Jean Denant (1979)
The work of Jean Denant is distinguished by the way he seizes the map, shapes the space and infuses it with poetic appeal. Otherness is omnipresent there. The here integrates the elsewhere. The Whole of the World calls for the assembly of its scattered pieces. The power of what binds supersedes what separates: a metaphor for reconciled humanity. *
Jean Denant initiates worksites, sets up situations and opens up gaps at the frontiers of painting, architecture, design and sculpture, developing a multi-faceted practice that raises questions about materials, laborious gestures and identities.
Jean Denant is a graduate of Applied Arts and the Toulouse Higher School of Fine Arts.
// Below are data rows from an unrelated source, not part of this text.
//! Output formatters for ranked match results

use crate::config::OutputFormat;
use crate::error::Result;
use crate::matching::ScoredJob;
use colored::{Color, Colorize};
use std::path::Path;

/// Trait for formatting ranked match results
pub trait OutputFormatter {
    fn format_results(&self, results: &[ScoredJob]) -> Result<String>;
    fn supports_format(&self) -> OutputFormat;
}

/// Console formatter with colors and rich presentation
pub struct ConsoleFormatter {
    use_colors: bool,
    detailed: bool,
}

/// JSON formatter for API integration and structured data
pub struct JsonFormatter {
    pretty: bool,
}

/// Markdown formatter for documentation and reports
pub struct MarkdownFormatter {
    include_metadata: bool,
}

/// Report generator that coordinates different formatters
pub struct ReportGenerator {
    console_formatter: ConsoleFormatter,
    json_formatter: JsonFormatter,
    markdown_formatter: MarkdownFormatter,
}

impl ConsoleFormatter {
    pub fn new(use_colors: bool, detailed: bool) -> Self {
        Self { use_colors, detailed }
    }

    fn colorize(&self, text: &str, color: Color) -> String {
        if self.use_colors {
            text.color(color).to_string()
        } else {
            text.to_string()
        }
    }

    fn format_score(&self, score: f64) -> String {
        let percentage = format!("{:.0}%", score * 100.0);
        let color = match score {
            s if s >= 0.7 => Color::Green,
            s if s >= 0.4 => Color::Yellow,
            _ => Color::Red,
        };
        if self.use_colors {
            percentage.color(color).bold().to_string()
        } else {
            percentage
        }
    }
}

impl OutputFormatter for ConsoleFormatter {
    fn format_results(&self, results: &[ScoredJob]) -> Result<String> {
        let mut output = String::new();

        output.push_str(&format!(
            "\n{}\n",
            self.colorize("🎯 JOB MATCH RESULTS", Color::Blue)
        ));
        output.push_str(&format!("Ranked {} postings\n\n", results.len()));

        if results.is_empty() {
            output.push_str("No job postings to rank.\n");
            return Ok(output);
        }

        for (i, job) in results.iter().enumerate() {
            output.push_str(&format!(
                "{}. {} {} — {}\n",
                i + 1,
                self.format_score(job.score),
                self.colorize(&job.title, Color::White),
                job.company
            ));
            output.push_str(&format!("   📍 {}\n", job.location));
            output.push_str(&format!("   {}\n", self.colorize(&job.summary, Color::Cyan)));

            if !job.keywords.is_empty() {
                output.push_str(&format!(
                    "   Keywords: {}\n",
                    self.colorize(&job.keywords.join(", "), Color::BrightBlack)
                ));
            }

            if self.detailed {
                if !job.skills.primary_skills.is_empty() {
                    output.push_str(&format!(
                        "   Posting skills: {}\n",
                        job.skills.primary_skills.join(", ")
                    ));
                }
                if !job.apply_link.is_empty() {
                    output.push_str(&format!("   Apply: {}\n", job.apply_link));
                }
            }
            output.push('\n');
        }

        Ok(output)
    }

    fn supports_format(&self) -> OutputFormat {
        OutputFormat::Console
    }
}

impl JsonFormatter {
    pub fn new(pretty: bool) -> Self {
        Self { pretty }
    }
}

impl OutputFormatter for JsonFormatter {
    fn format_results(&self, results: &[ScoredJob]) -> Result<String> {
        if self.pretty {
            Ok(serde_json::to_string_pretty(results)?)
        } else {
            Ok(serde_json::to_string(results)?)
        }
    }

    fn supports_format(&self) -> OutputFormat {
        OutputFormat::Json
    }
}

impl MarkdownFormatter {
    pub fn new(include_metadata: bool) -> Self {
        Self { include_metadata }
    }
}

impl OutputFormatter for MarkdownFormatter {
    fn format_results(&self, results: &[ScoredJob]) -> Result<String> {
        let mut output = String::new();

        output.push_str("# 🎯 Job Match Results\n\n");

        if self.include_metadata {
            output.push_str(&format!(
                "**Generated:** {} | **Postings ranked:** {}\n\n",
                chrono::Utc::now().format("%Y-%m-%d %H:%M:%S UTC"),
                results.len()
            ));
        }

        if results.is_empty() {
            output.push_str("No job postings to rank.\n");
            return Ok(output);
        }

        output.push_str("| # | Score | Title | Company | Location |\n");
        output.push_str("|---|-------|-------|---------|----------|\n");
        for (i, job) in results.iter().enumerate() {
            output.push_str(&format!(
                "| {} | {:.0}% | {} | {} | {} |\n",
                i + 1,
                job.score * 100.0,
                job.title,
                job.company,
                job.location
            ));
        }
        output.push('\n');

        for (i, job) in results.iter().enumerate() {
            output.push_str(&format!("## {}. {} ({:.0}%)\n\n", i + 1, job.title, job.score * 100.0));
            output.push_str(&format!("**{}** — {}\n\n", job.company, job.location));
            output.push_str(&format!("{}\n\n", job.summary));
            if !job.keywords.is_empty() {
                output.push_str(&format!("**Keywords:** `{}`\n\n", job.keywords.join("`, `")));
            }
            if !job.apply_link.is_empty() {
                output.push_str(&format!("[Apply here]({})\n\n", job.apply_link));
            }
        }

        Ok(output)
    }

    fn supports_format(&self) -> OutputFormat {
        OutputFormat::Markdown
    }
}

impl ReportGenerator {
    pub fn new() -> Self {
        Self {
            console_formatter: ConsoleFormatter::new(true, false),
            json_formatter: JsonFormatter::new(true),
            markdown_formatter: MarkdownFormatter::new(true),
        }
    }

    pub fn with_options(use_colors: bool, detailed: bool, pretty_json: bool, include_metadata: bool) -> Self {
        Self {
            console_formatter: ConsoleFormatter::new(use_colors, detailed),
            json_formatter: JsonFormatter::new(pretty_json),
            markdown_formatter: MarkdownFormatter::new(include_metadata),
        }
    }

    pub fn generate(&self, results: &[ScoredJob], format: &OutputFormat) -> Result<String> {
        match format {
            OutputFormat::Console => self.console_formatter.format_results(results),
            OutputFormat::Json => self.json_formatter.format_results(results),
            OutputFormat::Markdown => self.markdown_formatter.format_results(results),
        }
    }
}

impl Default for ReportGenerator {
    fn default() -> Self {
        Self::new()
    }
}

// Utility functions for saving reports
pub fn save_report_to_file(content: &str, file_path: &Path) -> Result<()> {
    use std::fs;
    if let Some(parent) = file_path.parent() {
        fs::create_dir_all(parent)?;
    }
    fs::write(file_path, content)?;
    Ok(())
}

pub fn suggest_filename(format: &OutputFormat, resume_name: &str, timestamp: bool) -> String {
    let base_name = Path::new(resume_name)
        .file_stem()
        .unwrap_or_default()
        .to_string_lossy();

    let timestamp_suffix = if timestamp {
        format!("_{}", chrono::Utc::now().format("%Y%m%d_%H%M%S"))
    } else {
        String::new()
    };

    match format {
        OutputFormat::Console => format!("{}_matches{}.txt", base_name, timestamp_suffix),
        OutputFormat::Json => format!("{}_matches{}.json", base_name, timestamp_suffix),
        OutputFormat::Markdown => format!("{}_matches{}.md", base_name, timestamp_suffix),
    }
}

#[cfg(test)]
mod tests {
    use super::*;
    use crate::matching::SkillProfile;

    fn sample_results() -> Vec<ScoredJob> {
        vec![ScoredJob {
            title: "Python Engineer".to_string(),
            company: "Acme".to_string(),
            location: "Remote".to_string(),
            description: "Python work".to_string(),
            apply_link: "https://example.com/apply".to_string(),
            score: 0.82,
            summary: "Skills Match (80%): Python".to_string(),
            skills: SkillProfile::default(),
            keywords: vec!["python".to_string()],
        }]
    }

    #[test]
    fn test_console_output_without_colors() {
        let formatter = ConsoleFormatter::new(false, false);
        let output = formatter.format_results(&sample_results()).unwrap();
        assert!(output.contains("Python Engineer"));
        assert!(output.contains("82%"));
        assert!(output.contains("Keywords: python"));
    }

    #[test]
    fn test_console_output_empty() {
        let formatter = ConsoleFormatter::new(false, false);
        let output = formatter.format_results(&[]).unwrap();
        assert!(output.contains("No job postings to rank."));
    }

    #[test]
    fn test_json_output_round_trips() {
        let formatter = JsonFormatter::new(true);
        let output = formatter.format_results(&sample_results()).unwrap();
        let parsed: serde_json::Value = serde_json::from_str(&output).unwrap();
        assert_eq!(parsed[0]["title"], "Python Engineer");
        assert_eq!(parsed[0]["score"], 0.82);
    }

    #[test]
    fn test_markdown_output_has_table() {
        let formatter = MarkdownFormatter::new(false);
        let output = formatter.format_results(&sample_results()).unwrap();
        assert!(output.contains("| # | Score | Title | Company | Location |"));
        assert!(output.contains("[Apply here](https://example.com/apply)"));
    }

    #[test]
    fn test_suggest_filename() {
        let name = suggest_filename(&OutputFormat::Json, "resume.pdf", false);
        assert_eq!(name, "resume_matches.json");
    }
}
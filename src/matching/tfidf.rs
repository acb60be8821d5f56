//! TF-IDF cosine similarity between a resume and a batch of job descriptions
//!
//! The vectorizer is refit on every call: the vocabulary is corpus-specific
//! (resume plus the current job batch) and nothing is cached between calls.

use std::collections::HashMap;
use unicode_segmentation::UnicodeSegmentation;

/// Vocabulary cap, bounding memory and runtime on large job batches.
pub const MAX_FEATURES: usize = 5000;

const MIN_TOKEN_LEN: usize = 2;

/// Cosine similarity between the resume and every job description, aligned
/// index-for-index with the input. Scores are clamped into [0, 1]; an empty
/// job list short-circuits to an empty result without fitting anything.
pub fn similarity_scores(resume_text: &str, job_descriptions: &[String]) -> Vec<f64> {
    if job_descriptions.is_empty() {
        return Vec::new();
    }

    let mut documents: Vec<Vec<String>> = Vec::with_capacity(job_descriptions.len() + 1);
    documents.push(tokenize(resume_text));
    for description in job_descriptions {
        documents.push(tokenize(description));
    }

    let vocabulary = build_vocabulary(&documents);
    let idf = inverse_document_frequencies(&documents, &vocabulary);
    let vectors: Vec<HashMap<usize, f64>> = documents
        .iter()
        .map(|tokens| tfidf_vector(tokens, &vocabulary, &idf))
        .collect();

    let resume_vector = &vectors[0];
    vectors[1..]
        .iter()
        .map(|job_vector| cosine(resume_vector, job_vector).clamp(0.0, 1.0))
        .collect()
}

/// Lowercased word tokens of at least [`MIN_TOKEN_LEN`] characters.
fn tokenize(text: &str) -> Vec<String> {
    text.unicode_words()
        .map(str::to_lowercase)
        .filter(|token| token.chars().count() >= MIN_TOKEN_LEN)
        .collect()
}

/// Select up to [`MAX_FEATURES`] terms by total corpus count, ties broken
/// alphabetically for determinism, and assign each an index.
fn build_vocabulary(documents: &[Vec<String>]) -> HashMap<String, usize> {
    let mut corpus_counts: HashMap<&str, usize> = HashMap::new();
    for tokens in documents {
        for token in tokens {
            *corpus_counts.entry(token.as_str()).or_insert(0) += 1;
        }
    }

    let mut terms: Vec<(&str, usize)> = corpus_counts.into_iter().collect();
    terms.sort_by(|a, b| b.1.cmp(&a.1).then_with(|| a.0.cmp(b.0)));
    terms.truncate(MAX_FEATURES);

    terms
        .into_iter()
        .enumerate()
        .map(|(idx, (term, _))| (term.to_string(), idx))
        .collect()
}

/// Smoothed IDF per vocabulary term: `ln((1 + n) / (1 + df)) + 1`.
fn inverse_document_frequencies(
    documents: &[Vec<String>],
    vocabulary: &HashMap<String, usize>,
) -> Vec<f64> {
    let mut document_frequency = vec![0usize; vocabulary.len()];
    for tokens in documents {
        let mut seen = vec![false; vocabulary.len()];
        for token in tokens {
            if let Some(&idx) = vocabulary.get(token) {
                if !seen[idx] {
                    seen[idx] = true;
                    document_frequency[idx] += 1;
                }
            }
        }
    }

    let n = documents.len() as f64;
    document_frequency
        .into_iter()
        .map(|df| ((1.0 + n) / (1.0 + df as f64)).ln() + 1.0)
        .collect()
}

/// Sparse, L2-normalized TF-IDF vector for one document.
fn tfidf_vector(
    tokens: &[String],
    vocabulary: &HashMap<String, usize>,
    idf: &[f64],
) -> HashMap<usize, f64> {
    let mut vector: HashMap<usize, f64> = HashMap::new();
    for token in tokens {
        if let Some(&idx) = vocabulary.get(token) {
            *vector.entry(idx).or_insert(0.0) += 1.0;
        }
    }
    for (idx, weight) in vector.iter_mut() {
        *weight *= idf[*idx];
    }

    let norm = vector.values().map(|w| w * w).sum::<f64>().sqrt();
    if norm > 0.0 {
        for weight in vector.values_mut() {
            *weight /= norm;
        }
    }
    vector
}

/// Dot product of two L2-normalized sparse vectors.
fn cosine(a: &HashMap<usize, f64>, b: &HashMap<usize, f64>) -> f64 {
    let (small, large) = if a.len() <= b.len() { (a, b) } else { (b, a) };
    small
        .iter()
        .filter_map(|(idx, wa)| large.get(idx).map(|wb| wa * wb))
        .sum()
}

#[cfg(test)]
mod tests {
    use super::*;

    #[test]
    fn test_empty_job_list() {
        assert!(similarity_scores("some resume text", &[]).is_empty());
    }

    #[test]
    fn test_alignment_and_bounds() {
        let jobs = vec![
            "python developer with aws experience".to_string(),
            "restaurant manager with customer service focus".to_string(),
            String::new(),
        ];
        let scores = similarity_scores("python engineer using aws daily", &jobs);
        assert_eq!(scores.len(), 3);
        for score in &scores {
            assert!((0.0..=1.0).contains(score));
        }
    }

    #[test]
    fn test_related_text_scores_higher() {
        let jobs = vec![
            "looking for python developers with aws experience".to_string(),
            "provide phone support and scheduling".to_string(),
        ];
        let scores = similarity_scores("experienced python engineer working with aws", &jobs);
        assert!(scores[0] > scores[1]);
    }

    #[test]
    fn test_identical_text_near_one() {
        let text = "senior rust engineer building distributed systems";
        let scores = similarity_scores(text, &[text.to_string()]);
        assert!(scores[0] > 0.99);
    }

    #[test]
    fn test_empty_description_scores_zero() {
        let scores = similarity_scores("python engineer", &[String::new()]);
        assert_eq!(scores, vec![0.0]);
    }

    #[test]
    fn test_deterministic() {
        let jobs = vec![
            "python and sql and airflow".to_string(),
            "java spring microservices".to_string(),
        ];
        let first = similarity_scores("python data engineer", &jobs);
        let second = similarity_scores("python data engineer", &jobs);
        assert_eq!(first, second);
    }

    #[test]
    fn test_tokenize_filters_short_tokens() {
        let tokens = tokenize("R a Go to C++");
        assert!(tokens.contains(&"go".to_string()));
        assert!(!tokens.contains(&"r".to_string()));
        assert!(!tokens.contains(&"a".to_string()));
    }
}
//! Configuration management for the job matcher

use crate::error::{JobMatcherError, Result};
use serde::{Deserialize, Serialize};
use std::path::PathBuf;

#[derive(Debug, Clone, Serialize, Deserialize)]
pub struct Config {
    pub scoring: ScoringConfig,
    pub matching: MatchingConfig,
    pub output: OutputConfig,
}

/// Weights applied to the five scoring signals. They are exposed here for
/// empirical tuning; the defaults are the canonical 40/25/15/10/10 split.
#[derive(Debug, Clone, Serialize, Deserialize)]
pub struct ScoringConfig {
    pub skill_weight: f64,
    pub semantic_weight: f64,
    pub role_weight: f64,
    pub experience_weight: f64,
    pub location_weight: f64,
}

#[derive(Debug, Clone, Serialize, Deserialize)]
pub struct MatchingConfig {
    pub max_results: usize,
    /// When set, aggregate run metrics are appended here as JSON lines.
    pub metrics_file: Option<PathBuf>,
}

#[derive(Debug, Clone, Serialize, Deserialize)]
pub struct OutputConfig {
    pub format: OutputFormat,
    pub detailed: bool,
    pub color_output: bool,
}

#[derive(Debug, Clone, Serialize, Deserialize)]
pub enum OutputFormat {
    Console,
    Json,
    Markdown,
}

impl Default for Config {
    fn default() -> Self {
        Self {
            scoring: ScoringConfig::default(),
            matching: MatchingConfig {
                max_results: 20,
                metrics_file: None,
            },
            output: OutputConfig {
                format: OutputFormat::Console,
                detailed: false,
                color_output: true,
            },
        }
    }
}

impl Default for ScoringConfig {
    fn default() -> Self {
        Self {
            skill_weight: 0.40,
            semantic_weight: 0.25,
            role_weight: 0.15,
            experience_weight: 0.10,
            location_weight: 0.10,
        }
    }
}

impl Config {
    pub fn load() -> Result<Self> {
        let config_path = Self::config_path();

        if config_path.exists() {
            let content = std::fs::read_to_string(&config_path)?;
            let config: Config = toml::from_str(&content)
                .map_err(|e| JobMatcherError::Configuration(format!("Failed to parse config: {}", e)))?;
            Ok(config)
        } else {
            let config = Self::default();
            config.save()?;
            Ok(config)
        }
    }

    pub fn save(&self) -> Result<()> {
        let config_path = Self::config_path();

        if let Some(parent) = config_path.parent() {
            std::fs::create_dir_all(parent)?;
        }

        let content = toml::to_string_pretty(self)
            .map_err(|e| JobMatcherError::Configuration(format!("Failed to serialize config: {}", e)))?;

        std::fs::write(&config_path, content)?;
        Ok(())
    }

    fn config_path() -> PathBuf {
        dirs::config_dir()
            .unwrap_or_else(|| dirs::home_dir().unwrap_or_else(|| PathBuf::from(".")))
            .join("job-matcher")
            .join("config.toml")
    }
}
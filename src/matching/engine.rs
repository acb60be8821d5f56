//! Five-signal job scoring and ranking
//!
//! Combines skill overlap, TF-IDF semantic similarity, role intent,
//! experience fit and location fit into one weighted score per posting.
//! The pipeline is a pure function of its inputs and never fails on
//! malformed input; missing data degrades to zero-credit sub-scores.

use crate::config::ScoringConfig;
use crate::matching::extractor::{SkillExtractor, SkillProfile};
use crate::matching::roles::infer_roles;
use crate::matching::sections::parse_sections;
use crate::matching::skills::title_case;
use crate::matching::tfidf::similarity_scores;
use regex::Regex;
use serde::{Deserialize, Serialize};
use std::collections::BTreeSet;

/// Cap on the skill-overlap denominator, so verbose postings that
/// enumerate a dozen skills are not unfairly penalized.
pub const SKILL_OVERLAP_CAP: usize = 7;

/// Amplification applied to raw TF-IDF cosine similarity. Short resumes
/// against short postings typically land around 0.1 to 0.3, so the raw
/// value is rescaled into a comparable [0, 1] range. Tuned empirically;
/// changing it changes observable ranking behavior.
pub const SEMANTIC_BOOST: f64 = 3.0;

const TOP_KEYWORDS: usize = 5;
const SUMMARY_SKILLS: usize = 3;

/// One job posting as supplied by the caller. Any field may be absent in
/// the source JSON and defaults to an empty string.
#[derive(Debug, Clone, Default, Serialize, Deserialize)]
pub struct JobPosting {
    #[serde(default)]
    pub title: String,
    #[serde(default)]
    pub company: String,
    #[serde(default)]
    pub location: String,
    #[serde(default)]
    pub description: String,
    #[serde(default)]
    pub apply_link: String,
}

/// A posting with its computed score, one-line summary and the skill
/// evidence backing the score.
#[derive(Debug, Clone, Serialize)]
pub struct ScoredJob {
    pub title: String,
    pub company: String,
    pub location: String,
    pub description: String,
    pub apply_link: String,
    pub score: f64,
    pub summary: String,
    pub skills: SkillProfile,
    pub keywords: Vec<String>,
}

/// Candidate experience parsed from free text. Never an error: "no
/// preference" sets the flag, otherwise the first digit run wins, and
/// text with no digits defaults to zero years.
#[derive(Debug, Clone, Copy, PartialEq, Eq)]
pub struct ExperienceTarget {
    pub years: u32,
    pub accepts_any: bool,
}

pub fn parse_experience(experience: &str) -> ExperienceTarget {
    let lowered = experience.to_lowercase();
    if lowered.contains("no preference") {
        return ExperienceTarget {
            years: 0,
            accepts_any: true,
        };
    }

    let digits: String = experience
        .chars()
        .skip_while(|c| !c.is_ascii_digit())
        .take_while(|c| c.is_ascii_digit())
        .collect();
    let years = digits.parse().unwrap_or(0);
    ExperienceTarget {
        years,
        accepts_any: false,
    }
}

pub struct MatchEngine {
    extractor: SkillExtractor,
    weights: ScoringConfig,
    required_years_re: Regex,
}

impl MatchEngine {
    pub fn new(weights: ScoringConfig) -> Self {
        Self {
            extractor: SkillExtractor::new(),
            weights,
            required_years_re: Regex::new(r"(\d+)\+?\s*years?").expect("invalid years regex"),
        }
    }

    /// Extractor override, used when a caller supplies a custom skill
    /// dictionary.
    pub fn with_extractor(extractor: SkillExtractor, weights: ScoringConfig) -> Self {
        Self {
            extractor,
            weights,
            required_years_re: Regex::new(r"(\d+)\+?\s*years?").expect("invalid years regex"),
        }
    }

    /// Score and rank every posting against the resume, descending by
    /// score. An empty job list returns immediately.
    pub fn rank_jobs(
        &self,
        resume_text: &str,
        jobs: &[JobPosting],
        title: Option<&str>,
        location: &str,
        experience: &str,
    ) -> Vec<ScoredJob> {
        if jobs.is_empty() {
            return Vec::new();
        }

        let sections = parse_sections(resume_text);
        let resume_profile = self.extractor.extract(&sections);
        let resume_skills: BTreeSet<String> = resume_profile
            .all_skills()
            .iter()
            .map(|s| s.to_lowercase())
            .collect();
        let roles = infer_roles(&sections, title);
        let target = parse_experience(experience);
        let user_location = location.trim().to_lowercase();

        let descriptions: Vec<String> = jobs.iter().map(|j| j.description.clone()).collect();
        let semantic_raw = similarity_scores(resume_text, &descriptions);

        let mut scored: Vec<ScoredJob> = Vec::with_capacity(jobs.len());
        for (job, raw_similarity) in jobs.iter().zip(semantic_raw) {
            let job_profile = self.extractor.extract_from_text(&job.description);
            let matched = matched_skills(&resume_skills, &job_profile);

            let skill_score = skill_overlap_score(matched.len(), job_profile.total_count);
            let semantic_score = (raw_similarity * SEMANTIC_BOOST).min(1.0);
            let role_score = role_score(&roles, job);
            let experience_score = self.experience_score(&job.description, target);
            let location_score = location_score(&job.location, &user_location);

            let weighted = self.weights.skill_weight * skill_score
                + self.weights.semantic_weight * semantic_score
                + self.weights.role_weight * role_score
                + self.weights.experience_weight * experience_score
                + self.weights.location_weight * location_score;
            let score = round2(weighted.min(1.0));

            log::debug!(
                "scored '{}': skill={:.2} semantic={:.2} role={:.2} experience={:.2} location={:.2} -> {:.2}",
                job.title,
                skill_score,
                semantic_score,
                role_score,
                experience_score,
                location_score,
                score
            );

            let summary = build_summary(&matched, skill_score, semantic_score, location_score, job);
            let display_location = if job.location.trim().is_empty() {
                if location.trim().is_empty() {
                    "Remote".to_string()
                } else {
                    location.trim().to_string()
                }
            } else {
                job.location.clone()
            };

            scored.push(ScoredJob {
                title: job.title.clone(),
                company: job.company.clone(),
                location: display_location,
                description: job.description.clone(),
                apply_link: job.apply_link.clone(),
                score,
                summary,
                skills: job_profile,
                keywords: matched.into_iter().take(TOP_KEYWORDS).collect(),
            });
        }

        // Stable sort preserves input order among equal scores.
        scored.sort_by(|a, b| b.score.partial_cmp(&a.score).unwrap_or(std::cmp::Ordering::Equal));
        scored
    }

    fn experience_score(&self, description: &str, target: ExperienceTarget) -> f64 {
        if target.accepts_any {
            return 1.0;
        }
        let required: u32 = self
            .required_years_re
            .captures(&description.to_lowercase())
            .and_then(|c| c.get(1))
            .and_then(|m| m.as_str().parse().ok())
            .unwrap_or(0);

        if target.years >= required {
            1.0
        } else if required >= 1 && target.years >= required - 1 {
            0.5
        } else {
            0.0
        }
    }
}

/// Job skills that also appear in the resume skill set, lowercased and
/// in sorted order.
fn matched_skills(resume_skills: &BTreeSet<String>, job_profile: &SkillProfile) -> Vec<String> {
    job_profile
        .all_skills()
        .iter()
        .map(|s| s.to_lowercase())
        .filter(|s| resume_skills.contains(s))
        .collect()
}

fn skill_overlap_score(matched: usize, job_skill_count: usize) -> f64 {
    let denominator = job_skill_count.max(1).min(SKILL_OVERLAP_CAP);
    (matched as f64 / denominator as f64).min(1.0)
}

fn role_score(roles: &[String], job: &JobPosting) -> f64 {
    let title = job.title.to_lowercase();
    let description = job.description.to_lowercase();
    let hit = roles.iter().any(|role| {
        let role = role.to_lowercase();
        title.contains(&role) || description.contains(&role)
    });
    if hit {
        1.0
    } else {
        0.0
    }
}

/// US state full names and their postal abbreviations.
const US_STATES: &[(&str, &str)] = &[
    ("alabama", "AL"),
    ("alaska", "AK"),
    ("arizona", "AZ"),
    ("arkansas", "AR"),
    ("california", "CA"),
    ("colorado", "CO"),
    ("connecticut", "CT"),
    ("delaware", "DE"),
    ("florida", "FL"),
    ("georgia", "GA"),
    ("hawaii", "HI"),
    ("idaho", "ID"),
    ("illinois", "IL"),
    ("indiana", "IN"),
    ("iowa", "IA"),
    ("kansas", "KS"),
    ("kentucky", "KY"),
    ("louisiana", "LA"),
    ("maine", "ME"),
    ("maryland", "MD"),
    ("massachusetts", "MA"),
    ("michigan", "MI"),
    ("minnesota", "MN"),
    ("mississippi", "MS"),
    ("missouri", "MO"),
    ("montana", "MT"),
    ("nebraska", "NE"),
    ("nevada", "NV"),
    ("new hampshire", "NH"),
    ("new jersey", "NJ"),
    ("new mexico", "NM"),
    ("new york", "NY"),
    ("north carolina", "NC"),
    ("north dakota", "ND"),
    ("ohio", "OH"),
    ("oklahoma", "OK"),
    ("oregon", "OR"),
    ("pennsylvania", "PA"),
    ("rhode island", "RI"),
    ("south carolina", "SC"),
    ("south dakota", "SD"),
    ("tennessee", "TN"),
    ("texas", "TX"),
    ("utah", "UT"),
    ("vermont", "VT"),
    ("virginia", "VA"),
    ("washington", "WA"),
    ("west virginia", "WV"),
    ("wisconsin", "WI"),
    ("wyoming", "WY"),
];

/// Location fit. "Remote" anywhere in the job location always wins; a
/// non-empty user location matching as a substring wins; a user location
/// naming a US state matches its postal abbreviation as a distinct token
/// so "CA" never fires inside an unrelated word.
fn location_score(job_location: &str, user_location_lower: &str) -> f64 {
    let job_lower = job_location.to_lowercase();
    if job_lower.contains("remote") {
        return 1.0;
    }
    if user_location_lower.is_empty() {
        return 0.0;
    }
    if job_lower.contains(user_location_lower) {
        return 1.0;
    }

    if let Some((_, abbrev)) = US_STATES.iter().find(|(name, _)| *name == user_location_lower) {
        let token_hit = job_location
            .split(|c: char| c == ',' || c.is_whitespace())
            .any(|token| token.eq_ignore_ascii_case(abbrev));
        if token_hit {
            return 1.0;
        }
    }
    0.0
}

fn build_summary(
    matched: &[String],
    skill_score: f64,
    semantic_score: f64,
    location_score: f64,
    job: &JobPosting,
) -> String {
    if !matched.is_empty() {
        let names: Vec<String> = matched
            .iter()
            .take(SUMMARY_SKILLS)
            .map(|s| title_case(s))
            .collect();
        return format!(
            "Skills Match ({}%): {}",
            (skill_score * 100.0).round() as i64,
            names.join(", ")
        );
    }
    if semantic_score > 0.4 {
        return format!(
            "Strong Resume Context Match ({}%)",
            (semantic_score * 100.0).round() as i64
        );
    }
    if location_score > 0.9 {
        return format!("Location Match: {}", job.location);
    }
    "Potential match based on role alignment.".to_string()
}

fn round2(value: f64) -> f64 {
    (value * 100.0).round() / 100.0
}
His work is today widely shown in France and abroad with personal and collective exhibitions in Paris, Berlin, Brussels, Barcelona, Geneva and on the international young artists with projects in Russia, China, in Venezuela, the United Arab Emirates, Korea, the United States..
It is part of many prestigious public and private collections such as The Carmignac Foundation, the Kingdom of Belgium, the Liedts-Messen Foundation, the FRAC Languedoc Roussillon, the Villa Datris Foundation…
La Traversée" (photo right, 7x3 meters) is a monumental work integrated into a section of fortification on the corniche of the town of Sète in southern France. This mirror-polished stainless steel cut-out reproduces the contours of the Mediterranean Sea. A glass pane stretched out to face the sea, to reflect its full truth, to enlarge the gaze, to open a window.
"Mare Nostrum" a horizontal version of the "Crossing" was the subject of a diplomatic present offered by France in the person of its president François Hollande to His Majesty the King of Morocco Mohamed VI, on the occasion of COP 22. This is a strong testimony to the importance of Mediterranean trade and the need to preserve a common environment.
A study followed for the installation of a map on the ramparts of Tangier.
A huge map of the Mediterranean is installed in the very beautiful Carmignac Foundation on the no less beautiful island of Porquerolles.
In his novel 𝘛𝘩𝘳𝘰𝘶𝘨𝘩 𝘵𝘩𝘦 𝘓𝘰𝘰𝘬𝘪𝘯𝘨-𝘎𝘭𝘢𝘴𝘴, 𝘢𝘯𝘥 𝘞𝘩𝘢𝘵 𝘈𝘭𝘪𝘤𝘦 𝘍𝘰𝘶𝘯𝘥 𝘛𝘩𝘦𝘳𝘦 written in 1871, Lewis Carroll suggests that to appreciate the world one must discover its inverted image.
Jean Denant, 𝘓𝘢 𝘛𝘳𝘢𝘷𝘦𝘳𝘴é𝘦, 2018
Photos: Marc Domage
Since June 2018, in partnership with the Carmignac Foundation, an exhibition space accessible to the public, Villa Carmignac, has been created on the island of Porquerolles in order to offer temporary exhibitions, a garden inhabited by works specially created for the place as well as a cultural and artistic program.